→ Action item
Please report every line in the material below where the word "locked" is found.
- Opening Delimiter -
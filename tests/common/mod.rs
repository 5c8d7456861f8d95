#![allow(dead_code)]

use async_trait::async_trait;
use std::sync::Mutex;

use atlas_client::error::Result;
use atlas_client::models::Record;
use atlas_client::progress::{UploadProgressEvent, UploadProgressReporter};
use atlas_client::transport::{ApiResponse, Transport};

type Responder = Box<dyn Fn(&str, Option<&serde_json::Value>) -> Result<ApiResponse> + Send + Sync>;

/// A scripted transport: a closure decides the response for each request,
/// and every request is recorded for later assertions.
pub struct MockTransport {
    responder: Responder,
    requests: Mutex<Vec<(String, Option<serde_json::Value>)>>,
}

impl MockTransport {
    pub fn new(
        responder: impl Fn(&str, Option<&serde_json::Value>) -> Result<ApiResponse>
            + Send
            + Sync
            + 'static,
    ) -> Self {
        Self {
            responder: Box::new(responder),
            requests: Mutex::new(Vec::new()),
        }
    }

    pub fn request_count(&self) -> usize {
        self.requests.lock().unwrap().len()
    }

    pub fn requests(&self) -> Vec<(String, Option<serde_json::Value>)> {
        self.requests.lock().unwrap().clone()
    }

    /// Paths of all POST requests matching a prefix.
    pub fn posts_to(&self, prefix: &str) -> usize {
        self.requests
            .lock()
            .unwrap()
            .iter()
            .filter(|(path, body)| body.is_some() && path.starts_with(prefix))
            .count()
    }
}

#[async_trait]
impl Transport for MockTransport {
    async fn get(&self, path: &str) -> Result<ApiResponse> {
        self.requests
            .lock()
            .unwrap()
            .push((path.to_string(), None));
        (self.responder)(path, None)
    }

    async fn post_json(&self, path: &str, body: &serde_json::Value) -> Result<ApiResponse> {
        self.requests
            .lock()
            .unwrap()
            .push((path.to_string(), Some(body.clone())));
        (self.responder)(path, Some(body))
    }
}

/// Progress reporter that collects events for assertions.
#[derive(Default)]
pub struct CollectingReporter {
    pub events: Mutex<Vec<UploadProgressEvent>>,
}

impl CollectingReporter {
    pub fn shards_done_sequence(&self) -> Vec<u64> {
        self.events
            .lock()
            .unwrap()
            .iter()
            .map(|e| e.shards_done)
            .collect()
    }
}

impl UploadProgressReporter for CollectingReporter {
    fn report(&self, event: UploadProgressEvent) {
        self.events.lock().unwrap().push(event);
    }
}

/// Build `n` flat records with ids "0".."n-1" and a text field.
pub fn records(n: usize) -> Vec<Record> {
    (0..n)
        .map(|i| {
            serde_json::json!({
                "id": i.to_string(),
                "text": format!("datum {}", i),
            })
            .as_object()
            .unwrap()
            .clone()
        })
        .collect()
}

/// The id of the first record in an upload body, identifying its shard.
pub fn shard_key(body: &serde_json::Value) -> String {
    body["data"][0]["id"].as_str().unwrap().to_string()
}

pub fn ok_response() -> Result<ApiResponse> {
    Ok(ApiResponse::new(200, "{}"))
}

pub fn status_response(status: u16, body: &str) -> Result<ApiResponse> {
    Ok(ApiResponse::new(status, body))
}

/// Project state JSON in the shape of `GET /v1/project/{id}`.
pub fn project_meta_json(
    id: &str,
    modality: &str,
    locked: bool,
    with_index: bool,
) -> serde_json::Value {
    let indices = if with_index {
        serde_json::json!([
            {"id": "idx-1", "index_name": "main", "projections": [{"id": "pr-1"}]}
        ])
    } else {
        serde_json::json!([])
    };
    serde_json::json!({
        "id": id,
        "project_name": "demo",
        "description": "test project",
        "modality": modality,
        "unique_id_field": "id",
        "project_fields": ["id", "text"],
        "insert_update_delete_lock": locked,
        "total_datums_in_project": 0,
        "atlas_indices": indices,
    })
}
- Closing Delimiter -
→ Your response
    locked: bool,
        "insert_update_delete_lock": locked,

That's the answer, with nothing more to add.